■ EXERCISE GOAL: Return every line in the entries below where the word "efforts" shows up.

■ AVAILABLE DATA:
● ● ● ●
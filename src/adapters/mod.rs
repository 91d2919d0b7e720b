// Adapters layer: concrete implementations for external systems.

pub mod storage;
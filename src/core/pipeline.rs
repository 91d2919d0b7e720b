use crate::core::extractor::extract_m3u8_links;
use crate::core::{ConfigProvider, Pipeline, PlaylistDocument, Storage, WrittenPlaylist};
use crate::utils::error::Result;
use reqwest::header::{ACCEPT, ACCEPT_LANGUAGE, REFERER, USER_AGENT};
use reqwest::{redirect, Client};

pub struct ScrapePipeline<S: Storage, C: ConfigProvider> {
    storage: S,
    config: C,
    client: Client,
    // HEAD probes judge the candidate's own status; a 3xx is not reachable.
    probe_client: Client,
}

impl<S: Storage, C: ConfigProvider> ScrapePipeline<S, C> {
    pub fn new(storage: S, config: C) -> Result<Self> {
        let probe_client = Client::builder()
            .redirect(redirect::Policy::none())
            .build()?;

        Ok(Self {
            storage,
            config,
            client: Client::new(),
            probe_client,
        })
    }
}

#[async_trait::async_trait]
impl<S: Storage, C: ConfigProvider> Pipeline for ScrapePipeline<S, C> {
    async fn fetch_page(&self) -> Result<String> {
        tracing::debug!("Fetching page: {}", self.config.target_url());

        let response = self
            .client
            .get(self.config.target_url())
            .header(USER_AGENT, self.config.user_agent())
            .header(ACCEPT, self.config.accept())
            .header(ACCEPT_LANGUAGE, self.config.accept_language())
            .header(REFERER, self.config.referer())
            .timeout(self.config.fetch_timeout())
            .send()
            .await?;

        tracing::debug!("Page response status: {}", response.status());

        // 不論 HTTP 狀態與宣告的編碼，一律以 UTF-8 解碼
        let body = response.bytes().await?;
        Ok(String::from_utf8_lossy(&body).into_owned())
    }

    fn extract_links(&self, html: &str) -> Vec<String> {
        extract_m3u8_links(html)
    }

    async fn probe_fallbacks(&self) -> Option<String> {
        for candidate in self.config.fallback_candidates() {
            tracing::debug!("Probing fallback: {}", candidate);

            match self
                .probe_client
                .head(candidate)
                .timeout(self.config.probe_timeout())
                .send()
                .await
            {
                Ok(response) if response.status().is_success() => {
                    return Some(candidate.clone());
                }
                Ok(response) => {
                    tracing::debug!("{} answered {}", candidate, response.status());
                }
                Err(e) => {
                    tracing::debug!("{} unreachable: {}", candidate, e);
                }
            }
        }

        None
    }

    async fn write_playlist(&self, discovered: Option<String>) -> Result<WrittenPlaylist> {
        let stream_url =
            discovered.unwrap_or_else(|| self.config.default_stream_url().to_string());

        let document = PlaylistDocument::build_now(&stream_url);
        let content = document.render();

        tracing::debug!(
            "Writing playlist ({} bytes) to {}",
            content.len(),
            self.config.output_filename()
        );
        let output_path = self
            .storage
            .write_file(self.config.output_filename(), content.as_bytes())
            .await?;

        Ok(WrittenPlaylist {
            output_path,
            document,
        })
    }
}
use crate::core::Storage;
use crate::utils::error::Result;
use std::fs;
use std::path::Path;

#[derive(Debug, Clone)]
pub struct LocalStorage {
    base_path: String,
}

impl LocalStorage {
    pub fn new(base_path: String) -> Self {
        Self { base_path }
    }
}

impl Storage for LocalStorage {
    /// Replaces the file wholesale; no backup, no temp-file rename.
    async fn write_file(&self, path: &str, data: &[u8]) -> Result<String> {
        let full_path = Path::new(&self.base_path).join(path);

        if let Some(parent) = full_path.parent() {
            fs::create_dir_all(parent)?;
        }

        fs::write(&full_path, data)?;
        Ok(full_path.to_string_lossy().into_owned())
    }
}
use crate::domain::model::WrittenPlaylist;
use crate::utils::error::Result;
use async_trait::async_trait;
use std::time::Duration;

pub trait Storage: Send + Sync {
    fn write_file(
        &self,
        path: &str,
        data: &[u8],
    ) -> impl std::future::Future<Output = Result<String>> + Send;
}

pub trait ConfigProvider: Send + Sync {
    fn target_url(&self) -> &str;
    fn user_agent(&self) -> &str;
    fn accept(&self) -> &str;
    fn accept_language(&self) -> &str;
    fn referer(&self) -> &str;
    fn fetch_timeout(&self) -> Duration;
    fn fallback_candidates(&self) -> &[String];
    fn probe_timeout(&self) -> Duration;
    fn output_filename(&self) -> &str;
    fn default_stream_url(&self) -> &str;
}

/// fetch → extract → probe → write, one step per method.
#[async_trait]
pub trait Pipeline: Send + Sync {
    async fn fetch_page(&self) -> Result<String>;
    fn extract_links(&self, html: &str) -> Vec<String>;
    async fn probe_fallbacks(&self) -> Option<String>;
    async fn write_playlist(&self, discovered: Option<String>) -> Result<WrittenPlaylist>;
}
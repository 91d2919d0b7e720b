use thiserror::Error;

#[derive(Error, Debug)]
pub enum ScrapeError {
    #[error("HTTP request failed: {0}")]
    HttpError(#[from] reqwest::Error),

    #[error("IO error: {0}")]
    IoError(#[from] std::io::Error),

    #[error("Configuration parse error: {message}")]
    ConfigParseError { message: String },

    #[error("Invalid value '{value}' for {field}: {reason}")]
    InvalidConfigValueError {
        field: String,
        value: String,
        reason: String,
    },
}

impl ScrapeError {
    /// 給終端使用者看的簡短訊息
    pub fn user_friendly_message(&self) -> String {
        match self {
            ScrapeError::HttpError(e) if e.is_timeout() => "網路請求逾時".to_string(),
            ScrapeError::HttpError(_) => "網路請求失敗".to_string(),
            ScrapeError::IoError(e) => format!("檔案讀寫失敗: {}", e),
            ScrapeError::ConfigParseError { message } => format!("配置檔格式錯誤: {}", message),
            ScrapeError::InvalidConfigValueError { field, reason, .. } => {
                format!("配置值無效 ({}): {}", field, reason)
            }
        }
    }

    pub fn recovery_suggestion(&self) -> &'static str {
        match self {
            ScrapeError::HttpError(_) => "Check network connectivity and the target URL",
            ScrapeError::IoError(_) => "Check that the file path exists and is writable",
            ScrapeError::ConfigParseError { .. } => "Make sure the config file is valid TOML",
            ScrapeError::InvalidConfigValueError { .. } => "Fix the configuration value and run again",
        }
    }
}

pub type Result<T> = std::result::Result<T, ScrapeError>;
● ● ● ●
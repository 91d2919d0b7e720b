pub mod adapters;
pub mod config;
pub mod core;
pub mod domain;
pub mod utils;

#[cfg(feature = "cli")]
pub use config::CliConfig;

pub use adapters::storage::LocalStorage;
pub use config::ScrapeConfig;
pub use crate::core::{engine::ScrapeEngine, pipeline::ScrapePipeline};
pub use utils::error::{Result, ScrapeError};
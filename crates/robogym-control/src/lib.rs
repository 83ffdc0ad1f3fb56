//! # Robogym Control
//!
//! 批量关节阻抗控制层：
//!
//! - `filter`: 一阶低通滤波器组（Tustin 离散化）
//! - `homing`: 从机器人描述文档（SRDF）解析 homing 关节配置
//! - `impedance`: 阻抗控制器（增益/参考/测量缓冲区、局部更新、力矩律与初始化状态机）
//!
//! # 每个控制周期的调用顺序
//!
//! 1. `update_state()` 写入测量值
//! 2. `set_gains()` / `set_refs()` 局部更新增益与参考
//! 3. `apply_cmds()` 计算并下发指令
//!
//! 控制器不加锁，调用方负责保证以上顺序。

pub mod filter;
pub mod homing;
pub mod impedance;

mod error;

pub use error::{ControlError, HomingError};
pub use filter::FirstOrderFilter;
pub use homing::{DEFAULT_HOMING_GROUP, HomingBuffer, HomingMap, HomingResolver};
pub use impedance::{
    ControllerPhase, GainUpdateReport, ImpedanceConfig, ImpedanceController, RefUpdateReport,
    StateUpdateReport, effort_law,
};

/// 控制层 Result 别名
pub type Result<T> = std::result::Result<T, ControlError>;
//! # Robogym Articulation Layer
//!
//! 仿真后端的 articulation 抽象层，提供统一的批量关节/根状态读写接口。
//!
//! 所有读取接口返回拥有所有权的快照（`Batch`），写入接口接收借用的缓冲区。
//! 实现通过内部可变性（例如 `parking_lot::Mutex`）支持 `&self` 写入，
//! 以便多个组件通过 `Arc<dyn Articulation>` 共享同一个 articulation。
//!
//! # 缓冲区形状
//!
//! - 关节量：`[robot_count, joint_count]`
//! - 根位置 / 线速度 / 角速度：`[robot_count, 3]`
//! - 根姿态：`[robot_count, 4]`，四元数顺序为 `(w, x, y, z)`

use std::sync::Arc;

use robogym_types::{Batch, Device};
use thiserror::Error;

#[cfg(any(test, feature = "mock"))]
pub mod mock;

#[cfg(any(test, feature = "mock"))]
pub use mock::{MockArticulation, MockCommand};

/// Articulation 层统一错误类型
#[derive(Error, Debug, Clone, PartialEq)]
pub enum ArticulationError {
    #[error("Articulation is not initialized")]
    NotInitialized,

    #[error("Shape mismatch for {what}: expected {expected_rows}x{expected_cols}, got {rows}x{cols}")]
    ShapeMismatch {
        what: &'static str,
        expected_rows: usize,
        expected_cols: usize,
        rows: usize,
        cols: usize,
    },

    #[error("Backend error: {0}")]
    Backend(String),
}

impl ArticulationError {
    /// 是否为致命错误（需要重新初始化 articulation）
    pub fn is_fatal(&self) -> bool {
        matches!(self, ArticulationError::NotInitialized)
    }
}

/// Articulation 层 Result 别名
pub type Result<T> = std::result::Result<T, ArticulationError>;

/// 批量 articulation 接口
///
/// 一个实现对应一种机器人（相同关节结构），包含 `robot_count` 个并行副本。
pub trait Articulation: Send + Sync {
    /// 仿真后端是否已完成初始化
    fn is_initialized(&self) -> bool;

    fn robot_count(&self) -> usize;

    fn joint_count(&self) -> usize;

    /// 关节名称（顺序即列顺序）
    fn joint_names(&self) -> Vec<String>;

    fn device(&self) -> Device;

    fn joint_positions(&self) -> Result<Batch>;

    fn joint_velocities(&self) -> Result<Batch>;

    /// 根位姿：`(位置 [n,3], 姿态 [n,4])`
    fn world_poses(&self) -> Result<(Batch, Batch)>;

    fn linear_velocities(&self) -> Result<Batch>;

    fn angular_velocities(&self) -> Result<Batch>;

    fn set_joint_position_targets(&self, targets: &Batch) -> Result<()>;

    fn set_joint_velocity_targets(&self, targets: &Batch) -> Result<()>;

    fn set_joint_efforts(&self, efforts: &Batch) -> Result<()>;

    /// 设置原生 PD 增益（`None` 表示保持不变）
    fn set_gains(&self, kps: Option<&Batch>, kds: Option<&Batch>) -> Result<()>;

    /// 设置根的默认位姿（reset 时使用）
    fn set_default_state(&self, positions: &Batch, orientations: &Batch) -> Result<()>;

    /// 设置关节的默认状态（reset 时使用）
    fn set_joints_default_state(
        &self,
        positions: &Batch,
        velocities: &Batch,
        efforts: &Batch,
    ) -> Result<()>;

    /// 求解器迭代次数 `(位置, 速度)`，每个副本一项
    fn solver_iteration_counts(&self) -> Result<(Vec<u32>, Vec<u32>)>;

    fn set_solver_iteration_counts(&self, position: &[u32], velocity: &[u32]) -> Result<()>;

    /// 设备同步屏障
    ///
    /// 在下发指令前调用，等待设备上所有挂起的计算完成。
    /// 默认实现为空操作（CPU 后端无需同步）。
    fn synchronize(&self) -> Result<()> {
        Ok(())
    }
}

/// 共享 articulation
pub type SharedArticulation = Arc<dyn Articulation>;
● ● ● ●
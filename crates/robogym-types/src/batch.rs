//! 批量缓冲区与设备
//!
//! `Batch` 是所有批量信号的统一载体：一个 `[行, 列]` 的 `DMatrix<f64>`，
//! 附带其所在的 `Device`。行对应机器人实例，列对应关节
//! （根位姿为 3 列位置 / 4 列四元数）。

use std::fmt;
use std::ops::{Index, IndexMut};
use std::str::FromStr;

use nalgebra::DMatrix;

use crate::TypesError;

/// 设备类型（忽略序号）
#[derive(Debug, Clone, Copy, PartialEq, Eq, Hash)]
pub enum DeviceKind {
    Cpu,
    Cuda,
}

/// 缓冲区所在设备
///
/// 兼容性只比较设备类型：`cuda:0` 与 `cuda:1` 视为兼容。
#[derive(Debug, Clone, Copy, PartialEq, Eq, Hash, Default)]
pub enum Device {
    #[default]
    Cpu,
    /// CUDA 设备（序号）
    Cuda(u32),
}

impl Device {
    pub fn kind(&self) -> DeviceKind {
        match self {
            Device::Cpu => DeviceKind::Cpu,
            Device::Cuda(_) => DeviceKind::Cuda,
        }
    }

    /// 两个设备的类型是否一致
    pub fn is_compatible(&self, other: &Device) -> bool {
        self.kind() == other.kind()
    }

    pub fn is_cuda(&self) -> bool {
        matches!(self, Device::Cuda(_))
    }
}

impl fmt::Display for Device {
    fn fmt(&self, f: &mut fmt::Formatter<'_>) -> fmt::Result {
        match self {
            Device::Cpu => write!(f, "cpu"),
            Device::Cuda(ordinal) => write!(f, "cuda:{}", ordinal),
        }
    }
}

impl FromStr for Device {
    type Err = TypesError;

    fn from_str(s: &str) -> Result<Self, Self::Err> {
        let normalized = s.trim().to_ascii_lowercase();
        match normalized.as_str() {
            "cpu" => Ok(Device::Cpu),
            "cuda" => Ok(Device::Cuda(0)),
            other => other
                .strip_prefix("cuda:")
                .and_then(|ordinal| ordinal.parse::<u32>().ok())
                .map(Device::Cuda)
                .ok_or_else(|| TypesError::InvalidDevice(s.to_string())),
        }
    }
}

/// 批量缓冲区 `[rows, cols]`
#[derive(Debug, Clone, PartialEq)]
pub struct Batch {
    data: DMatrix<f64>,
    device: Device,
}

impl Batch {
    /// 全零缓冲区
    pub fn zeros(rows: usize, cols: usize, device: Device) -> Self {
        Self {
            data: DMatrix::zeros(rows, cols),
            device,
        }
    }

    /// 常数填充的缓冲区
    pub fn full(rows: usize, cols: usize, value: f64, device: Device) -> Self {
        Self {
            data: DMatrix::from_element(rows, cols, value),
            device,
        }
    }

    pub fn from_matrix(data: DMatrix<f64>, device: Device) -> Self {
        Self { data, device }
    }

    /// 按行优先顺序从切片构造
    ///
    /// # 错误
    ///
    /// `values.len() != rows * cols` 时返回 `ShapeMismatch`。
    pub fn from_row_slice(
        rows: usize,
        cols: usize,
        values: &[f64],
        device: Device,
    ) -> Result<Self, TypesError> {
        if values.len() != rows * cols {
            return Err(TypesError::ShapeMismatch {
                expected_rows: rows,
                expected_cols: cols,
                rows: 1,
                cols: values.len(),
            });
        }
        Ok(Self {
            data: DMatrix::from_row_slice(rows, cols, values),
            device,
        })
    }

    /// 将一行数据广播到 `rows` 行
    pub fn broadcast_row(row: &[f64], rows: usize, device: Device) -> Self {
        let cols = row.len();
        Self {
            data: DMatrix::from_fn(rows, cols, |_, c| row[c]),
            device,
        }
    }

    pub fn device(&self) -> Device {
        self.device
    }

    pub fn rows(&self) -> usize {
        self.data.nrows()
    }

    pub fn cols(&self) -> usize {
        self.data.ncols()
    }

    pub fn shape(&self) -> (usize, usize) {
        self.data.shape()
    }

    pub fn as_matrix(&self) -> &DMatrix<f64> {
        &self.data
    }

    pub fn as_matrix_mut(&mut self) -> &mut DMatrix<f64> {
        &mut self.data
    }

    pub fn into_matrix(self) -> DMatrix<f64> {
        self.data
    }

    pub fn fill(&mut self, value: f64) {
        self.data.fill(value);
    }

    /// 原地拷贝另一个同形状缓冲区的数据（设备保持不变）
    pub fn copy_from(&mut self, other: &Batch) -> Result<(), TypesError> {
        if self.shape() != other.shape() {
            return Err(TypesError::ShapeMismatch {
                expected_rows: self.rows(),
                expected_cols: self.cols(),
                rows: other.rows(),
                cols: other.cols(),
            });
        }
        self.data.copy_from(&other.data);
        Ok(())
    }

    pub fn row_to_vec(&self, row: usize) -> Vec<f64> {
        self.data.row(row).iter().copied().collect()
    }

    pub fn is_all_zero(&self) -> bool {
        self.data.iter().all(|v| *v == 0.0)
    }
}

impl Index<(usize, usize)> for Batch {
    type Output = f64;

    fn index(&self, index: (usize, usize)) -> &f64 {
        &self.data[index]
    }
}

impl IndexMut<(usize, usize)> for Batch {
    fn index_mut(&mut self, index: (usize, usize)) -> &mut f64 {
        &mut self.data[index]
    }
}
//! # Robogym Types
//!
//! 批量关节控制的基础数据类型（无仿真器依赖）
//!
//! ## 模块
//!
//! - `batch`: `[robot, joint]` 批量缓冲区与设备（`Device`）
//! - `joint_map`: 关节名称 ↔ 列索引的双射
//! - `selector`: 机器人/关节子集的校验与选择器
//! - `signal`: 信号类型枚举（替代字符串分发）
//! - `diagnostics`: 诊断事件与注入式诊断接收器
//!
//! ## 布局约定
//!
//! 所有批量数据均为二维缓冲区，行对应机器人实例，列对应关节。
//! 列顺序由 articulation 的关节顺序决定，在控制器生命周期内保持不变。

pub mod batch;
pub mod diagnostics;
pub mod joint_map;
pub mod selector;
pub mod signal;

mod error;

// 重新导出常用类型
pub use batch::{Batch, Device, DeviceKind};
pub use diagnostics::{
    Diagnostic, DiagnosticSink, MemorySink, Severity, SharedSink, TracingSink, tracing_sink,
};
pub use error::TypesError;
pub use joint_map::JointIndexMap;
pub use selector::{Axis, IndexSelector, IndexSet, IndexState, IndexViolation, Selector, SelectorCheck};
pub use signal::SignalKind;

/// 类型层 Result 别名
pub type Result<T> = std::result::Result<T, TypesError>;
● ● ● ●
■ PROBLEM SOLUTION:
    fn set_joint_efforts(&self, efforts: &Batch) -> Result<()>;
        efforts: &Batch,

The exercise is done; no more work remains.